## [Work order]
Find the lines of data that contain the string "seccomp", then list them.

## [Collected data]
——

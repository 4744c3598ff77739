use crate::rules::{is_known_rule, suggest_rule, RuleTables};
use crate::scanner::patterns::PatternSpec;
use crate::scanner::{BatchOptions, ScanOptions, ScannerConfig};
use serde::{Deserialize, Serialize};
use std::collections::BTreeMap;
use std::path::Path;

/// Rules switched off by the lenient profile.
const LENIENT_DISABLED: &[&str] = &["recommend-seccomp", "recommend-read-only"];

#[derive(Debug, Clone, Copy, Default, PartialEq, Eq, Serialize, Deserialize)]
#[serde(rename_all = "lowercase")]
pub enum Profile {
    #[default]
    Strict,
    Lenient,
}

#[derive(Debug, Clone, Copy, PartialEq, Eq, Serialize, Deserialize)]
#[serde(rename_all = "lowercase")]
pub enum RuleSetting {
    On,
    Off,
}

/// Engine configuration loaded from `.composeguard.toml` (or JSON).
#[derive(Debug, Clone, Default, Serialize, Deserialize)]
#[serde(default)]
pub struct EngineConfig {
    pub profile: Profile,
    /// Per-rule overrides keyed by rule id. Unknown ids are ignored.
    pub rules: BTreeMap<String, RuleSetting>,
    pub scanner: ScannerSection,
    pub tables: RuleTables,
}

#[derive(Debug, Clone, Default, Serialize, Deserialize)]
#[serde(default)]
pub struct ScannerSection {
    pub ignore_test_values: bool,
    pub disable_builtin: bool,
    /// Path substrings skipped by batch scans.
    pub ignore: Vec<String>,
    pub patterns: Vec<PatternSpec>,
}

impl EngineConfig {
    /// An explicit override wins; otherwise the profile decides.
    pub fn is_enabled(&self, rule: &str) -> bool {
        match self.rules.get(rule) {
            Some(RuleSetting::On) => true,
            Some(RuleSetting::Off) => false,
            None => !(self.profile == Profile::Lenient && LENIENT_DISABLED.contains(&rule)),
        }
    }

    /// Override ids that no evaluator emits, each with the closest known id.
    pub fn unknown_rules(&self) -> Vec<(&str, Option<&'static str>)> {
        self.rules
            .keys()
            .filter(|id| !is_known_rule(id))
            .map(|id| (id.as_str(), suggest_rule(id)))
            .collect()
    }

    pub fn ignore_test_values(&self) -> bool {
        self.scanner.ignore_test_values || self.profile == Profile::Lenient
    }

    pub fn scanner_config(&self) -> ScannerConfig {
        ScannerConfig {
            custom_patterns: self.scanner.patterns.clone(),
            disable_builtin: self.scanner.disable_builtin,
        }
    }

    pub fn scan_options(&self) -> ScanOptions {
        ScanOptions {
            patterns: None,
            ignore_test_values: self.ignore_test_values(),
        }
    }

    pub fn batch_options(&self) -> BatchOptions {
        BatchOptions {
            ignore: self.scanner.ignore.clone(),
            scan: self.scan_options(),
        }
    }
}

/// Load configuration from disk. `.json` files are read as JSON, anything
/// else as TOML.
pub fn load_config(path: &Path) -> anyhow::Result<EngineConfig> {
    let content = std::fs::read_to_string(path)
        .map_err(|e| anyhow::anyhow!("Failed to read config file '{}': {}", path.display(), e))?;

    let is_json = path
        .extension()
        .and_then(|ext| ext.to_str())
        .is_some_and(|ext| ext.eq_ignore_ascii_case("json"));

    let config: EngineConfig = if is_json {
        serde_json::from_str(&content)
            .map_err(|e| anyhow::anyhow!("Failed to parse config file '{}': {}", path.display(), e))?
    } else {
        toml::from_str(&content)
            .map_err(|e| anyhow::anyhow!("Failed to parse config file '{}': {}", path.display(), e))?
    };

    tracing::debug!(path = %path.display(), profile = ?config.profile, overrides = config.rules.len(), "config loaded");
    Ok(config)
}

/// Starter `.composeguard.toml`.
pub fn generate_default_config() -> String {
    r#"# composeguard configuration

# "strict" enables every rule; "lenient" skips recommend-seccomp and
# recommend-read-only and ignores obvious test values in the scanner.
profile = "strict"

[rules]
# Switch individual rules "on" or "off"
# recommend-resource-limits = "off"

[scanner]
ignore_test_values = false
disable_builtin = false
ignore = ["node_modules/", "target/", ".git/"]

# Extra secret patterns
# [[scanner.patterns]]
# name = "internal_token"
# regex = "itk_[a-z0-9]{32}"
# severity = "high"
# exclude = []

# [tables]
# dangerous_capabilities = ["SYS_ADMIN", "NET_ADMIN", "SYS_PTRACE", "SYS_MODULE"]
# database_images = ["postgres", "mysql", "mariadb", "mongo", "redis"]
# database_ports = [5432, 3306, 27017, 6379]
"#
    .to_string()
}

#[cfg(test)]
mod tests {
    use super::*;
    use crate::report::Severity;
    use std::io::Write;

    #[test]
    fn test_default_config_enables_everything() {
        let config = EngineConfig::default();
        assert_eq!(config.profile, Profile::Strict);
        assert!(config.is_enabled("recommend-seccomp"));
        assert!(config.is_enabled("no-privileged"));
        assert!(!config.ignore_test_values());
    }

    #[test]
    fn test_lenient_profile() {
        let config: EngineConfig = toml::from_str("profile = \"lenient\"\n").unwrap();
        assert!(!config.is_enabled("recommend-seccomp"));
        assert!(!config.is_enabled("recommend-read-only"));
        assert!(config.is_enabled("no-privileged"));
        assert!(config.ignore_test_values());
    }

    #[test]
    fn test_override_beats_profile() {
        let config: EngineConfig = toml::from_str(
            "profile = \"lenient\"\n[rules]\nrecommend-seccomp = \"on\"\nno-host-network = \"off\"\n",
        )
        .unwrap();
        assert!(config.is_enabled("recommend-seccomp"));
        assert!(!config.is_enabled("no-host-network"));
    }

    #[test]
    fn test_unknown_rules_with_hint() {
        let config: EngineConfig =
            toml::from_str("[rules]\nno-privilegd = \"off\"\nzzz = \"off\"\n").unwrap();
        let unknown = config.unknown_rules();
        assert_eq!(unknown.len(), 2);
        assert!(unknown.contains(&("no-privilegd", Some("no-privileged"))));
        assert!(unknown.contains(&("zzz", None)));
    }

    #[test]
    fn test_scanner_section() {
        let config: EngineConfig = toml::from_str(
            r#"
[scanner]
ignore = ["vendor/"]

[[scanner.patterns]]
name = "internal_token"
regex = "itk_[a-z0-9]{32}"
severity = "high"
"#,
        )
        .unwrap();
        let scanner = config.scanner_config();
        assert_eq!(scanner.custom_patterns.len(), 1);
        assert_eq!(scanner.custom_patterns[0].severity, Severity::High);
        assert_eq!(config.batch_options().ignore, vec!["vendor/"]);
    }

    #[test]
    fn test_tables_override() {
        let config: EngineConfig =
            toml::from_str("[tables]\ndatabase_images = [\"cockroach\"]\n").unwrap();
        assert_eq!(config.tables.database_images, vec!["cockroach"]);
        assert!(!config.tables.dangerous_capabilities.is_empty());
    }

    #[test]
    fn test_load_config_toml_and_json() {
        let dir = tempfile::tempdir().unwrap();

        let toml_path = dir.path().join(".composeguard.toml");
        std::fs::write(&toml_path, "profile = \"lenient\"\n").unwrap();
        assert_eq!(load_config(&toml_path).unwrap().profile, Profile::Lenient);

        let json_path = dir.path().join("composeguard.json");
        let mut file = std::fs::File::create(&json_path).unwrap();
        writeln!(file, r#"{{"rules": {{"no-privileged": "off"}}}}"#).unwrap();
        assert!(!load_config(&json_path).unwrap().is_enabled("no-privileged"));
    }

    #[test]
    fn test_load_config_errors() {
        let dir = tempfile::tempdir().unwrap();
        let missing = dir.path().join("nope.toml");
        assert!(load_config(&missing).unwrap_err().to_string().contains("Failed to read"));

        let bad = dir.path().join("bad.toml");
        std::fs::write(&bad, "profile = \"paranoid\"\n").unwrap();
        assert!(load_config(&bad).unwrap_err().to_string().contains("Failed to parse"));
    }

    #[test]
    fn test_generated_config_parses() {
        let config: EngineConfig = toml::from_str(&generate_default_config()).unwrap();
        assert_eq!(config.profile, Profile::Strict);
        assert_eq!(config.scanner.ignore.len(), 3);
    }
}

——

## [Answer section]
const LENIENT_DISABLED: &[&str] = &["recommend-seccomp", "recommend-read-only"];
# "strict" enables every rule; "lenient" skips recommend-seccomp and
        assert!(config.is_enabled("recommend-seccomp"));
        assert!(!config.is_enabled("recommend-seccomp"));
            "profile = \"lenient\"\n[rules]\nrecommend-seccomp = \"on\"\nno-host-network = \"off\"\n",
        assert!(config.is_enabled("recommend-seccomp"));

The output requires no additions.